In Japan, they took things a step further. Why? Because it’s Japan. And Japan is six cuckoo clocks on a sombrero crazy. And awesome:

Japanese reporters and political commentators have dubbed the DPJ’s 26 new female Diet members, many of them young and attractive, the “Ozawa girls” after former party boss Ichiro Ozawa, mastermind of the campaign strategy. In addition to Isogai, the group includes a former sex-industry reporter who has appeared in a provocative photo spread and an erotic movie; a pretty former television reporter; and a 28-year-old activist who gained celebrity after leading a well-publicized legal battle against the government after contracting hepatitis C from a tainted blood transfusion.

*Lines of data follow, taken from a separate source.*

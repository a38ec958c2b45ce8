//! Error types for anon-storage

use thiserror::Error;

pub type Result<T> = std::result::Result<T, StorageError>;

#[derive(Error, Debug)]
pub enum StorageError {
    #[error("IO error: {0}")]
    Io(#[from] std::io::Error),

    #[error("Serialization error: {0}")]
    Serialization(#[from] serde_json::Error),

    #[error("Invalid storage key: {0}")]
    InvalidKey(String),

    #[error(transparent)]
    Other(#[from] anyhow::Error),
}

The strategy helped propel the Democratic Party of Japan (DPJ) to a sweeping victory over the Liberal Democratic Party (LDP). The LDP had held power for decades before the DPJ realized that “hot girls” was a viable election strategy in a country in which you can buy used panties from vending machines.

Naturally, the effort has its doubters who say that simply casting about for hot ladiezzz and then putting them in power is not exactly going to help:

“I do not think the DPJ made a serious effort to recruit qualified women. They just wanted to have some kind of flowers,” said Kumiko Shindo, a professor of gender studies at Toyo Eiwa University. “They will never let them into decision-making or put them in important positions.”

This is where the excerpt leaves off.